James Occean emigrated from Haiti to the U.S. at the age of 10. He later pursued a bachelor of science degree in biomedical sciences at the University of South Florida as a first-generation college student. Under the mentorship of Abraham Salinas-Miranda and Nicholas Thomas, he conducted epidemiological research to identify predictors and risk factors for intimate partner violence among women in his native country, Haiti. This effort culminated in James' first lead-author publication in the Journal of Interpersonal Violence. James then expanded his research into the biological sciences to understand how trauma exposure increases susceptibility to psychiatric disorders, a phenomenon typically observed in trauma-exposed women in Haiti. He joined Monica Uddin's lab and studied genetic and epigenetic mechanisms that underlie PTSD. His first-author publication in Psychiatry Research revealed that DNA methylation at a stress-sensitive gene influences the likelihood of developing PTSD after experiencing certain traumas.

After completing his undergraduate studies, James received the post-baccalaureate IRTA fellowship from the National Institute on Aging, National Institutes of Health. In Payel Sen's lab, he investigated how changes in epigenetic modifications and chromatin drive mammalian aging and related decline. During his two years in the Sen lab, James led and contributed to several peer-reviewed publications, secured over $140,000 in research grants for his work on DNA hydroxymethylation, and received the Early Career Scholar award from the American Aging Association.

Following his fellowship, James on track to earn his master's in bioinformatics at Johns Hopkins University in May. Concurrently, he works as a data scientist at Personal Genome Diagnostics within Labcorp Oncology, where he actively contributes to the verification and validation of noninvasive diagnostic assays designed to detect cancer-related and clinically relevant genetic alterations.

This fall, he will begin his PhD in Cancer Biology at Stanford. There, he plans to explore the genetic and epigenetic mechanisms driving tumor initiation, progression, and treatment resistance. His goal is to use this research to develop noninvasive cancer technologies and identify potential therapeutic targets.

Michael E. Xie

Michael E. Xie was born in New Jersey to immigrants from China, who came to the United States to pursue educational opportunities. As a child, Xie spent time living with his extended family in Jiangxi and Zhejiang provinces. Xie graduated from Harvard University summa cum laude and Phi Beta Kappa with a bachelor's degree in chemistry and physics and concurrent master's degree in statistics. As an undergraduate, he conducted research with Adam Cohen and developed an interest in neuroscience. In the lab, Xie was captivated by the modern ability to record detailed electrical signals from many individual neurons simultaneously, and he collaborated with Liam Paninski's group at Columbia University to develop new statistical tools that enable accurate interpretation of such recordings. His research resulted in a first-author publication in Cell Reports as well as co-authored publications in Nature and Cell. His undergraduate thesis also won a Thomas Temple Hoopes Prize from Harvard.

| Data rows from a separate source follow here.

//! Field-by-field numeric comparison within tolerance.

use super::report::CaseOutcome;
use super::value::CaseRecord;

/// Guard for relative-error division; small enough not to mask true
/// differences near zero.
pub const RELATIVE_EPSILON: f64 = 1e-15;

/// Compares one test case's reference and candidate outputs.
#[derive(Debug, Clone, Copy)]
pub struct ToleranceComparator {
    default_tolerance: f64,
}

impl ToleranceComparator {
    /// Creates a comparator with the run-level default absolute tolerance.
    #[must_use]
    pub fn new(default_tolerance: f64) -> Self {
        Self { default_tolerance }
    }

    /// Returns the effective absolute tolerance for a case: the case
    /// override when present, else the run-level default.
    #[must_use]
    pub fn effective_tolerance(&self, case: &CaseRecord) -> f64 {
        case.tolerance.absolute.unwrap_or(self.default_tolerance)
    }

    /// Compares a reference case against its candidate counterpart.
    ///
    /// Only the reference side's output fields are compared. The error
    /// direction is `reference - candidate`, but only the magnitude is
    /// reported. A sequence-length mismatch or missing candidate field
    /// fails the case structurally without numeric comparison of that
    /// field; remaining fields are still scanned so the reported maxima
    /// cover the whole case.
    #[must_use]
    pub fn compare(&self, reference: &CaseRecord, candidate: &CaseRecord) -> CaseOutcome {
        let tolerance = self.effective_tolerance(reference);

        let mut max_abs = 0.0_f64;
        let mut max_rel = 0.0_f64;
        let mut first_error: Option<(String, bool)> = None; // (detail, structural)

        for (field, ref_value) in &reference.fields {
            let Some(cand_value) = candidate.fields.get(field) else {
                if first_error.is_none() {
                    first_error = Some((format!("field '{field}' missing from candidate"), true));
                }
                continue;
            };

            let ref_elems = ref_value.elements();
            let cand_elems = cand_value.elements();
            if ref_elems.len() != cand_elems.len() {
                if first_error.is_none() {
                    first_error = Some((
                        format!(
                            "field '{field}' length mismatch: reference {}, candidate {}",
                            ref_elems.len(),
                            cand_elems.len()
                        ),
                        true,
                    ));
                }
                continue;
            }

            for (index, (r, c)) in ref_elems.iter().zip(cand_elems.iter()).enumerate() {
                let abs_err = (r - c).abs();
                let rel_err = abs_err / r.abs().max(RELATIVE_EPSILON);
                max_abs = max_abs.max(abs_err);
                max_rel = max_rel.max(rel_err);

                if abs_err > tolerance && first_error.is_none() {
                    first_error = Some((
                        format!(
                            "field '{field}'[{index}]: reference {r} vs candidate {c} \
                             (abs err {abs_err:e} > tolerance {tolerance:e})"
                        ),
                        false,
                    ));
                }
            }
        }

        match first_error {
            None => CaseOutcome::passed(&reference.name, max_abs, max_rel, tolerance),
            Some((detail, true)) => {
                let mut outcome = CaseOutcome::structural(&reference.name, tolerance, detail);
                // Keep whatever numeric maxima were accumulated from the
                // fields that did line up.
                outcome.max_absolute_error = max_abs;
                outcome.max_relative_error = max_rel;
                outcome
            }
            Some((detail, false)) => {
                CaseOutcome::exceeded(&reference.name, max_abs, max_rel, tolerance, detail)
            }
        }
    }
}

#[cfg(test)]
mod tests {
    use super::*;
    use crate::equivalence::value::{ResultSet, ResultSource};
    use serde_json::json;

    fn case(set: &ResultSet, name: &str) -> CaseRecord {
        set.cases[name].clone()
    }

    fn parse(value: serde_json::Value, source: ResultSource) -> ResultSet {
        ResultSet::from_json(&value, source).unwrap()
    }

    #[test]
    fn test_identical_values_pass_with_zero_error() {
        let reference = parse(
            json!([{"test_name": "t", "actual_x": [1.0, 2.0], "tolerance": 1e-10}]),
            ResultSource::Reference,
        );
        let candidate = parse(
            json!([{"test_name": "t", "actual_x": [1.0, 2.0]}]),
            ResultSource::Candidate,
        );

        let outcome = ToleranceComparator::new(1e-10)
            .compare(&case(&reference, "t"), &case(&candidate, "t"));

        assert!(outcome.passed);
        assert_eq!(outcome.max_absolute_error, 0.0);
        assert_eq!(outcome.max_relative_error, 0.0);
    }

    #[test]
    fn test_error_magnitude_is_symmetric() {
        let comparator = ToleranceComparator::new(1.0);
        let a = parse(
            json!([{"test_name": "t", "actual_x": 1.0}]),
            ResultSource::Reference,
        );
        let b = parse(
            json!([{"test_name": "t", "actual_x": 1.5}]),
            ResultSource::Candidate,
        );

        let forward = comparator.compare(&case(&a, "t"), &case(&b, "t"));
        let backward = comparator.compare(&case(&b, "t"), &case(&a, "t"));
        assert_eq!(forward.max_absolute_error, backward.max_absolute_error);
    }

    #[test]
    fn test_exceeding_tolerance_fails_with_both_values() {
        let reference = parse(
            json!([{"test_name": "t1", "actual_x": [1.0, 2.0], "tolerance": 1e-10}]),
            ResultSource::Reference,
        );
        let candidate = parse(
            json!([{"test_name": "t1", "actual_x": [1.0, 2.000_000_000_3]}]),
            ResultSource::Candidate,
        );

        let outcome = ToleranceComparator::new(1e-10)
            .compare(&case(&reference, "t1"), &case(&candidate, "t1"));

        assert!(!outcome.passed);
        assert!(!outcome.structural);
        // abs err = 3e-10, beyond the 1e-10 tolerance.
        assert!(outcome.max_absolute_error > 1e-10);
        assert!((outcome.max_absolute_error - 3e-10).abs() < 1e-12);
        let detail = outcome.error.unwrap();
        assert!(detail.contains("reference 2"));
        assert!(detail.contains("candidate 2.0000000003"));
    }

    #[test]
    fn test_case_override_beats_run_default() {
        let reference = parse(
            json!([{"test_name": "t", "actual_x": 1.0, "tolerance": 0.5}]),
            ResultSource::Reference,
        );
        let candidate = parse(
            json!([{"test_name": "t", "actual_x": 1.3}]),
            ResultSource::Candidate,
        );

        // Run default would fail this; the case override allows it.
        let outcome = ToleranceComparator::new(1e-10)
            .compare(&case(&reference, "t"), &case(&candidate, "t"));
        assert!(outcome.passed);
        assert_eq!(outcome.tolerance, 0.5);
    }

    #[test]
    fn test_length_mismatch_is_structural() {
        let reference = parse(
            json!([{"test_name": "t", "actual_x": [1.0, 2.0]}]),
            ResultSource::Reference,
        );
        let candidate = parse(
            json!([{"test_name": "t", "actual_x": [1.0]}]),
            ResultSource::Candidate,
        );

        let outcome = ToleranceComparator::new(1e-10)
            .compare(&case(&reference, "t"), &case(&candidate, "t"));
        assert!(!outcome.passed);
        assert!(outcome.structural);
        assert!(outcome.error.unwrap().contains("length mismatch"));
    }

    #[test]
    fn test_missing_candidate_field_is_structural() {
        let reference = parse(
            json!([{"test_name": "t", "actual_x": 1.0, "actual_y": 2.0}]),
            ResultSource::Reference,
        );
        let candidate = parse(
            json!([{"test_name": "t", "actual_x": 1.0}]),
            ResultSource::Candidate,
        );

        let outcome = ToleranceComparator::new(1e-10)
            .compare(&case(&reference, "t"), &case(&candidate, "t"));
        assert!(!outcome.passed);
        assert!(outcome.structural);
        assert!(outcome.error.unwrap().contains("missing from candidate"));
    }

    #[test]
    fn test_relative_error_near_zero_reference() {
        let reference = parse(
            json!([{"test_name": "t", "actual_x": 0.0, "tolerance": 1.0}]),
            ResultSource::Reference,
        );
        let candidate = parse(
            json!([{"test_name": "t", "actual_x": 1e-16}]),
            ResultSource::Candidate,
        );

        let outcome = ToleranceComparator::new(1e-10)
            .compare(&case(&reference, "t"), &case(&candidate, "t"));
        assert!(outcome.passed);
        // Division is guarded by epsilon, so the relative error is finite.
        assert!(outcome.max_relative_error.is_finite());
    }

    #[test]
    fn test_scalar_treated_as_single_element_sequence() {
        let reference = parse(
            json!([{"test_name": "t", "actual_x": 1.0}]),
            ResultSource::Reference,
        );
        let candidate = parse(
            json!([{"test_name": "t", "actual_x": [1.0]}]),
            ResultSource::Candidate,
        );

        let outcome = ToleranceComparator::new(1e-10)
            .compare(&case(&reference, "t"), &case(&candidate, "t"));
        assert!(outcome.passed);
    }
}
//! Orchestrates tolerance comparison over all test cases of one algorithm.

use super::comparator::ToleranceComparator;
use super::report::{CaseOutcome, EquivalenceReport};
use super::value::ResultSet;
use std::collections::BTreeSet;
use tracing::{debug, warn};

/// Produces an [`EquivalenceReport`] from a reference and a candidate
/// result set.
#[derive(Debug, Clone, Copy)]
pub struct EquivalenceEngine {
    comparator: ToleranceComparator,
    default_tolerance: f64,
}

impl EquivalenceEngine {
    /// Creates an engine with the run-level default absolute tolerance.
    #[must_use]
    pub fn new(default_tolerance: f64) -> Self {
        Self {
            comparator: ToleranceComparator::new(default_tolerance),
            default_tolerance,
        }
    }

    /// Compares all test cases of one algorithm.
    ///
    /// Iterates the sorted union of case names from both sides, so the
    /// report is order-independent of the input files and byte-stable
    /// for identical inputs. A case present on only one side is a
    /// structural failure.
    #[must_use]
    pub fn compare(
        &self,
        algorithm: &str,
        reference: &ResultSet,
        candidate: &ResultSet,
    ) -> EquivalenceReport {
        let names: BTreeSet<&String> = reference.cases.keys().chain(candidate.cases.keys()).collect();

        let mut details = Vec::with_capacity(names.len());
        for name in names {
            let outcome = match (reference.cases.get(name), candidate.cases.get(name)) {
                (Some(ref_case), Some(cand_case)) => {
                    self.comparator.compare(ref_case, cand_case)
                }
                (Some(ref_case), None) => {
                    warn!(algorithm, case = %name, "case missing from candidate");
                    CaseOutcome::structural(
                        name,
                        self.comparator.effective_tolerance(ref_case),
                        "missing from candidate",
                    )
                }
                (None, Some(_)) => {
                    warn!(algorithm, case = %name, "case missing from reference");
                    CaseOutcome::structural(name, self.default_tolerance, "missing from reference")
                }
                (None, None) => unreachable!("name came from the union of both sets"),
            };
            details.push(outcome);
        }

        let report = EquivalenceReport::from_details(algorithm, details);
        debug!(algorithm, summary = %report.summary(), "equivalence run complete");
        report
    }
}

#[cfg(test)]
mod tests {
    use super::*;
    use crate::equivalence::value::ResultSource;
    use serde_json::json;

    fn parse(value: serde_json::Value, source: ResultSource) -> ResultSet {
        ResultSet::from_json(&value, source).unwrap()
    }

    fn sample_set() -> ResultSet {
        parse(
            json!([
                {"test_name": "nominal", "actual_state": [1.0, 2.0], "tolerance": 1e-10},
                {"test_name": "zero_input", "actual_state": [0.0, 0.0], "tolerance": 1e-10}
            ]),
            ResultSource::Reference,
        )
    }

    #[test]
    fn test_comparing_set_against_itself_passes() {
        let set = sample_set();
        let report = EquivalenceEngine::new(1e-10).compare("kalman_filter", &set, &set);

        assert!(report.all_passed);
        assert_eq!(report.total_tests, 2);
        assert_eq!(report.max_absolute_error, 0.0);
        assert_eq!(report.max_relative_error, 0.0);
    }

    #[test]
    fn test_case_missing_from_candidate_fails_structurally() {
        let reference = sample_set();
        let candidate = parse(
            json!([{"test_name": "nominal", "actual_state": [1.0, 2.0]}]),
            ResultSource::Candidate,
        );

        let report = EquivalenceEngine::new(1e-10).compare("kalman_filter", &reference, &candidate);
        assert!(!report.all_passed);
        assert_eq!(report.failed_tests, 1);

        let failure = report.first_failure().unwrap();
        assert_eq!(failure.test_name, "zero_input");
        assert!(failure.structural);
        assert_eq!(failure.error.as_deref(), Some("missing from candidate"));
    }

    #[test]
    fn test_case_missing_from_reference_fails_structurally() {
        let reference = parse(
            json!([{"test_name": "nominal", "actual_state": [1.0, 2.0]}]),
            ResultSource::Reference,
        );
        let candidate = sample_set();

        let report = EquivalenceEngine::new(1e-10).compare("kalman_filter", &reference, &candidate);
        let failure = report.first_failure().unwrap();
        assert_eq!(failure.error.as_deref(), Some("missing from reference"));
    }

    #[test]
    fn test_details_sorted_by_case_name() {
        let reference = parse(
            json!([
                {"test_name": "zebra", "actual_x": 1.0},
                {"test_name": "alpha", "actual_x": 1.0}
            ]),
            ResultSource::Reference,
        );

        let report = EquivalenceEngine::new(1e-10).compare("a", &reference, &reference);
        let names: Vec<_> = report.details.iter().map(|d| d.test_name.as_str()).collect();
        assert_eq!(names, vec!["alpha", "zebra"]);
    }

    #[test]
    fn test_numeric_divergence_reported_exactly() {
        let reference = parse(
            json!([{"test_name": "t1", "actual_x": [1.0, 2.0], "tolerance": 1e-10}]),
            ResultSource::Reference,
        );
        let candidate = parse(
            json!([{"test_name": "t1", "actual_x": [1.0, 2.000_000_000_3]}]),
            ResultSource::Candidate,
        );

        let report = EquivalenceEngine::new(1e-10).compare("kalman_filter", &reference, &candidate);
        assert!(!report.all_passed);
        assert!((report.max_absolute_error - 3e-10).abs() < 1e-12);
    }

    #[test]
    fn test_report_is_deterministic_across_runs() {
        let reference = sample_set();
        let candidate = parse(
            json!([{"test_name": "nominal", "actual_state": [1.0, 2.1]}]),
            ResultSource::Candidate,
        );

        let engine = EquivalenceEngine::new(1e-10);
        let first = engine
            .compare("kalman_filter", &reference, &candidate)
            .to_json()
            .unwrap();
        let second = engine
            .compare("kalman_filter", &reference, &candidate)
            .to_json()
            .unwrap();
        assert_eq!(first, second);
    }
}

Currently, Xie is pursuing an MD/PhD in the Medical Scientist Training Program at Johns Hopkins University School of Medicine and Department of Biomedical Engineering and anticipates earning his degree in 2028. His PhD research, co-advised by Karel Svoboda and Adam Charles, uses novel neural recording techniques to examine the fundamental—but unanswered—question of what computations the individual neurons that make up the living brain can perform. With these insights, Xie hopes to build improved computational models of the brain that can help us understand how cognitive function may deteriorate with neuropsychiatric or neurodegenerative disease. Xie also leads a neurosurgery research project in the lab of Risheng Xu, assistant director, of the neurosurgery residency program, building deep learning models to improve patient outcomes.